One of the hardest tracks to write was the Kate Bush tribute Rimbaud of Suburbia, with the initial research period proving tricky due to its subject’s desire to not be in the public eye. Instead, Sarah Jane listened to ‘all of Kate’s lyrics to try to understand her’. ‘When she hears her song, I want her to know how much respect is being given to her,’ she adds.

As for the song title, Sarah Jane explains that she drew parallels between Kate, who wrote The Man with the Child In His Eyes at age 13 (‘It’s apparent she was a child genius,’ Sarah Jane notes) and French poet Arthur Rimbaud, who started writing at 15. Another source of inspiration was Kate’s 1986 collaboration with Peter Gabriel, Don’t Give Up. ‘Because of that collaboration we thought, musically, we'd like to go into [Peter's] territory, because we also wanted her fans to understand some of the musical references,’ she says.
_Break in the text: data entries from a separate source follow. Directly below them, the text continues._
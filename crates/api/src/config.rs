use crate::auth::jwt::JwtConfig;

/// Server configuration loaded from environment variables.
///
/// All fields except the database URL and the JWT secret have defaults
/// suitable for local development.
#[derive(Debug, Clone)]
pub struct ServerConfig {
    /// Bind address (default: `0.0.0.0`).
    pub host: String,
    /// Bind port (default: `5000`).
    pub port: u16,
    /// Allowed CORS origins, parsed from comma-separated `CORS_ORIGINS` env var.
    pub cors_origins: Vec<String>,
    /// HTTP request timeout in seconds (default: `30`).
    pub request_timeout_secs: u64,
    /// PostgreSQL connection string.
    pub database_url: String,
    /// Upper bound on pooled connections (default: `10`).
    pub database_max_connections: u32,
    /// Verification settings for identity-provider tokens.
    pub jwt: JwtConfig,
}

impl ServerConfig {
    /// Load configuration from environment variables with defaults.
    ///
    /// | Env Var                    | Default                    |
    /// |----------------------------|----------------------------|
    /// | `HOST`                     | `0.0.0.0`                  |
    /// | `PORT`                     | `5000`                     |
    /// | `CORS_ORIGINS`             | `http://localhost:5173`    |
    /// | `REQUEST_TIMEOUT_SECS`     | `30`                       |
    /// | `DATABASE_URL`             | **required**               |
    /// | `DATABASE_MAX_CONNECTIONS` | `10`                       |
    ///
    /// # Panics
    ///
    /// Panics on a missing required variable or an unparseable value.
    pub fn from_env() -> Self {
        let host = std::env::var("HOST").unwrap_or_else(|_| "0.0.0.0".into());

        let port: u16 = std::env::var("PORT")
            .unwrap_or_else(|_| "5000".into())
            .parse()
            .expect("PORT must be a valid u16");

        let cors_origins = parse_origins(
            &std::env::var("CORS_ORIGINS").unwrap_or_else(|_| "http://localhost:5173".into()),
        );

        let request_timeout_secs: u64 = std::env::var("REQUEST_TIMEOUT_SECS")
            .unwrap_or_else(|_| "30".into())
            .parse()
            .expect("REQUEST_TIMEOUT_SECS must be a valid u64");

        let database_url = std::env::var("DATABASE_URL").expect("DATABASE_URL must be set");

        let database_max_connections: u32 = std::env::var("DATABASE_MAX_CONNECTIONS")
            .unwrap_or_else(|_| "10".into())
            .parse()
            .expect("DATABASE_MAX_CONNECTIONS must be a valid u32");

        let jwt = JwtConfig::from_env();

        Self {
            host,
            port,
            cors_origins,
            request_timeout_secs,
            database_url,
            database_max_connections,
            jwt,
        }
    }
}

/// Split a comma-separated origin list, dropping blanks.
pub fn parse_origins(raw: &str) -> Vec<String> {
    raw.split(',')
        .map(|s| s.trim().to_string())
        .filter(|s| !s.is_empty())
        .collect()
}

#[cfg(test)]
mod tests {
    use super::*;

    #[test]
    fn origins_are_trimmed_and_blanks_dropped() {
        assert_eq!(
            parse_origins("http://localhost:5173, https://app.mumentum.health ,,"),
            vec!["http://localhost:5173", "https://app.mumentum.health"]
        );
    }
}
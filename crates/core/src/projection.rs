//! Projection of onboarding answers onto profile fields.
//!
//! Each question slug maps to one [`ProjectionRule`] in a static registry.
//! Rules are independent of each other; a slug with no rule projects to an
//! empty update, which keeps purely informational questions free of code.

use serde_json::Value;

use crate::profile::ProfileUpdate;

/// How a single answer turns into profile fields.
#[derive(Debug, Clone, Copy, PartialEq, Eq)]
pub enum ProjectionRule {
    /// Trimmed text into one field; blank clears it.
    Text(&'static str),
    /// Parsed number into one field; unparseable clears it.
    Number(&'static str),
    /// Parsed number mirrored into `weeks_pregnant` and `current_week`.
    PregnancyWeeks,
    /// Yes/no phrase into a boolean field; ambiguous phrases become null.
    YesNo(&'static str),
    /// `has_doctor`, clearing `next_appointment` when the answer is no.
    HasDoctor,
    /// `pregnancy_status`, clearing week and planning fields it rules out.
    PregnancyStatus,
    /// Multi-select list with a `None` sentinel and custom entries.
    MultiSelect(&'static str),
    /// Trimmed text wrapped as `{ "raw": text }`.
    Structured(&'static str),
}

/// Slug to rule registry.
pub const PROJECTION_RULES: &[(&str, ProjectionRule)] = &[
    ("mama-name", ProjectionRule::Text("preferred_name")),
    ("mama-age", ProjectionRule::Number("age")),
    ("mama-region", ProjectionRule::Text("country")),
    ("pregnancy-status", ProjectionRule::PregnancyStatus),
    ("pregnancy-weeks", ProjectionRule::PregnancyWeeks),
    ("first-pregnancy", ProjectionRule::YesNo("is_first_pregnancy")),
    ("pregnancy-complications", ProjectionRule::Text("complications")),
    ("conception-window", ProjectionRule::Text("planning_window")),
    ("medical-conditions", ProjectionRule::MultiSelect("medical_conditions")),
    ("current-meds", ProjectionRule::Text("medications")),
    ("allergies", ProjectionRule::Text("allergies")),
    ("diet-style", ProjectionRule::Text("diet_style")),
    ("food-preferences", ProjectionRule::Text("food_preferences")),
    ("activity-level", ProjectionRule::Text("activity_level")),
    ("substance-use", ProjectionRule::Text("substance_use")),
    ("emotional-checkin", ProjectionRule::Text("emotional_state")),
    ("has-doctor", ProjectionRule::HasDoctor),
    ("next-appointment", ProjectionRule::Text("next_appointment")),
    ("emergency-contact", ProjectionRule::Structured("emergency_contact")),
    ("blood-group", ProjectionRule::Text("blood_group")),
];

/// Sentinel selection that overrides every other multi-select choice.
pub const NONE_SENTINEL: &str = "None";

/// Look up the rule registered for `slug`.
pub fn rule_for(slug: &str) -> Option<ProjectionRule> {
    PROJECTION_RULES
        .iter()
        .find(|(s, _)| *s == slug)
        .map(|(_, rule)| *rule)
}

/// Compute the profile update for an answer to the question `slug`.
///
/// Unknown slugs and `null` answers produce an empty update.
pub fn project(slug: &str, raw: &Value) -> ProfileUpdate {
    if raw.is_null() {
        return ProfileUpdate::new();
    }
    match rule_for(slug) {
        Some(rule) => rule.apply(raw),
        None => ProfileUpdate::new(),
    }
}

impl ProjectionRule {
    pub fn apply(self, raw: &Value) -> ProfileUpdate {
        let mut update = ProfileUpdate::new();
        match self {
            Self::Text(field) => update.set(field, text_or_null(raw)),
            Self::Number(field) => update.set(field, parse_number(raw)),
            Self::PregnancyWeeks => {
                let weeks = parse_number(raw);
                update.set("weeks_pregnant", weeks.clone());
                update.set("current_week", weeks);
            }
            Self::YesNo(field) => update.set(field, yes_no_value(raw)),
            Self::HasDoctor => {
                let has_doctor = parse_yes_no(raw);
                update.set("has_doctor", has_doctor);
                if has_doctor == Some(false) {
                    update.clear("next_appointment");
                }
            }
            Self::PregnancyStatus => {
                let status = text_or_null(raw);
                let lowered = status.as_str().map(str::to_lowercase).unwrap_or_default();
                if !lowered.contains("pregnan") {
                    update.clear("weeks_pregnant");
                    update.clear("current_week");
                }
                if !lowered.contains("plan") {
                    update.clear("planning_window");
                }
                update.set("pregnancy_status", status);
            }
            Self::MultiSelect(field) => update.set(field, normalise_selections(raw)),
            Self::Structured(field) => {
                let wrapped = match text_or_null(raw) {
                    Value::Null => Value::Null,
                    inner => serde_json::json!({ "raw": inner }),
                };
                update.set(field, wrapped);
            }
        }
        update
    }
}

// ---------------------------------------------------------------------------
// Value parsing
// ---------------------------------------------------------------------------

/// Trim strings; blank strings become `null`. Other values pass through.
fn text_or_null(raw: &Value) -> Value {
    match raw {
        Value::String(s) => {
            let trimmed = s.trim();
            if trimmed.is_empty() {
                Value::Null
            } else {
                Value::String(trimmed.to_string())
            }
        }
        other => other.clone(),
    }
}

/// Parse a number from a JSON number or numeric string.
///
/// Integral values are kept as integers. Anything else, including blank
/// strings and non-finite results, yields `null`.
fn parse_number(raw: &Value) -> Value {
    let parsed = match raw {
        Value::Number(n) => n.as_f64(),
        Value::String(s) => s.trim().parse::<f64>().ok(),
        _ => None,
    };

    match parsed.filter(|n| n.is_finite()) {
        Some(n) if n.fract() == 0.0 && n.abs() < i64::MAX as f64 => Value::from(n as i64),
        Some(n) => Value::from(n),
        None => Value::Null,
    }
}

/// Classify a yes/no phrase.
///
/// A leading "yes" is true; a leading "no" or any "not yet" is false;
/// everything else is ambiguous.
pub fn parse_yes_no(raw: &Value) -> Option<bool> {
    match raw {
        Value::Bool(b) => Some(*b),
        Value::String(s) => {
            let lowered = s.trim().to_lowercase();
            if lowered.starts_with("yes") {
                Some(true)
            } else if lowered.starts_with("no") || lowered.contains("not yet") {
                Some(false)
            } else {
                None
            }
        }
        _ => None,
    }
}

fn yes_no_value(raw: &Value) -> Value {
    parse_yes_no(raw).map_or(Value::Null, Value::Bool)
}

/// Normalise a multi-select answer into a deduplicated list or `null`.
fn normalise_selections(raw: &Value) -> Value {
    let entries: Vec<Value> = match raw {
        Value::Array(items) => items.clone(),
        Value::Null => Vec::new(),
        other => vec![other.clone()],
    };

    let selections: Vec<Value> = entries
        .iter()
        .map(text_or_null)
        .filter(|v| !v.is_null())
        .collect();

    let picked_none = selections
        .iter()
        .any(|v| v.as_str().is_some_and(|s| s.eq_ignore_ascii_case(NONE_SENTINEL)));
    if picked_none {
        return serde_json::json!([NONE_SENTINEL]);
    }

    let mut unique: Vec<Value> = Vec::with_capacity(selections.len());
    for entry in selections {
        let cleaned = match entry {
            Value::String(s) => match strip_custom_prefix(&s) {
                "" => continue,
                text => Value::String(text.to_string()),
            },
            other => other,
        };
        if !unique.contains(&cleaned) {
            unique.push(cleaned);
        }
    }

    if unique.is_empty() {
        Value::Null
    } else {
        Value::Array(unique)
    }
}

/// Unwrap `custom:` / `other:` free-text entries (case-insensitive).
fn strip_custom_prefix(entry: &str) -> &str {
    for prefix in ["custom:", "other:"] {
        if entry.len() >= prefix.len()
            && entry.is_char_boundary(prefix.len())
            && entry[..prefix.len()].eq_ignore_ascii_case(prefix)
        {
            return entry[prefix.len()..].trim();
        }
    }
    entry
}
//! HTTP stack for the service, shared by the binary and integration tests.
//!
//! `/health` sits at the root and skips the API-only layers so readiness
//! checks are never cut short by the request timeout. Everything under
//! `/api/v1` gets a body size cap and the configured timeout.
//!
//! Outer layers, applied to every request (outermost first):
//!
//! 1. CORS for the single-page frontend
//! 2. `x-request-id` generation
//! 3. an `http_request` span carrying the request id and, once the bearer
//!    token is verified, the `user_id`
//! 4. `x-request-id` echoed on the response
//! 5. panic recovery

use std::time::Duration;

use axum::body::Body;
use axum::extract::DefaultBodyLimit;
use axum::http::header::{AUTHORIZATION, CONTENT_TYPE};
use axum::http::{HeaderName, Method, Request, StatusCode};
use axum::Router;
use tower_http::catch_panic::CatchPanicLayer;
use tower_http::cors::CorsLayer;
use tower_http::request_id::{MakeRequestUuid, PropagateRequestIdLayer, SetRequestIdLayer};
use tower_http::timeout::TimeoutLayer;
use tower_http::trace::{DefaultOnResponse, TraceLayer};
use tracing::Level;

use crate::config::ServerConfig;
use crate::routes;
use crate::state::AppState;

pub const REQUEST_ID_HEADER: &str = "x-request-id";

/// Onboarding answers and health entries are small JSON documents.
pub const MAX_BODY_BYTES: usize = 64 * 1024;

pub fn build_app_router(state: AppState, config: &ServerConfig) -> Router {
    let request_id = HeaderName::from_static(REQUEST_ID_HEADER);

    let api = routes::api_routes()
        .layer(DefaultBodyLimit::max(MAX_BODY_BYTES))
        .layer(TimeoutLayer::with_status_code(
            StatusCode::REQUEST_TIMEOUT,
            Duration::from_secs(config.request_timeout_secs),
        ));

    Router::new()
        .merge(routes::health::router())
        .nest("/api/v1", api)
        .layer(CatchPanicLayer::new())
        .layer(PropagateRequestIdLayer::new(request_id.clone()))
        .layer(
            TraceLayer::new_for_http()
                .make_span_with(request_span)
                .on_response(DefaultOnResponse::new().level(Level::INFO)),
        )
        .layer(SetRequestIdLayer::new(request_id, MakeRequestUuid))
        .layer(build_cors_layer(config))
        .with_state(state)
}

/// Span for one request. `user_id` starts empty and is recorded by the
/// auth extractor.
fn request_span(request: &Request<Body>) -> tracing::Span {
    let request_id = request
        .headers()
        .get(REQUEST_ID_HEADER)
        .and_then(|v| v.to_str().ok())
        .unwrap_or("-");

    tracing::info_span!(
        "http_request",
        method = %request.method(),
        path = %request.uri().path(),
        request_id,
        user_id = tracing::field::Empty,
    )
}

/// CORS for the configured frontend origins.
///
/// Credentials are allowed because the frontend sends the bearer token,
/// and the request id is exposed so it can be quoted in support requests.
///
/// Panics at startup if any configured origin is invalid.
pub fn build_cors_layer(config: &ServerConfig) -> CorsLayer {
    let origins: Vec<_> = config
        .cors_origins
        .iter()
        .map(|o| {
            o.parse()
                .unwrap_or_else(|e| panic!("Invalid CORS origin '{o}': {e}"))
        })
        .collect();

    CorsLayer::new()
        .allow_origin(origins)
        .allow_methods([Method::GET, Method::POST, Method::PATCH])
        .allow_headers([CONTENT_TYPE, AUTHORIZATION])
        .expose_headers([HeaderName::from_static(REQUEST_ID_HEADER)])
        .allow_credentials(true)
        .max_age(Duration::from_secs(3600))
}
The Sisterhood is being released to coincide with International Women’s Day (IWD) on Friday. ‘I was originally going to push it out in October when I played London's Cadogan Hall, where we launched the album,’ Sarah Jane explains. ‘But then I found myself thinking, “You know what, I've spent three years putting this together. It's too important to me, I must think big.”’ IWD soon became the obvious release date: ‘It’s about women empowering women, on International Women's Day.’

This album is only the beginning of Sarah Jane’s overall plans for The Sisterhood, too. ‘The Sisterhood is a complex, ambitious project which demands a full band,’ she tells M. ‘My major ambition for the project is that it can develop into a live performance. If I can take this project on the road with the full company, that would take care of the artistic kickback.’ She’s also keen to honour more female artists with The Sisterhood, highlighting the likes of Amy Winehouse, Mahalia and Laura Nyro as her next potential subjects.

‘Every part of this journey has been wonderful,’ Sarah Jane says in conclusion about the project. ‘Brexit had already destroyed my career, then COVID. So you're left sitting there with no money but a lot of time and a very powerful idea about honouring those that came before.

'I already loved the music of those featured in The Sisterhood, but I actually fell in love with their stories and their bravery while making this record. All of these artists, I feel, were torchbearers.’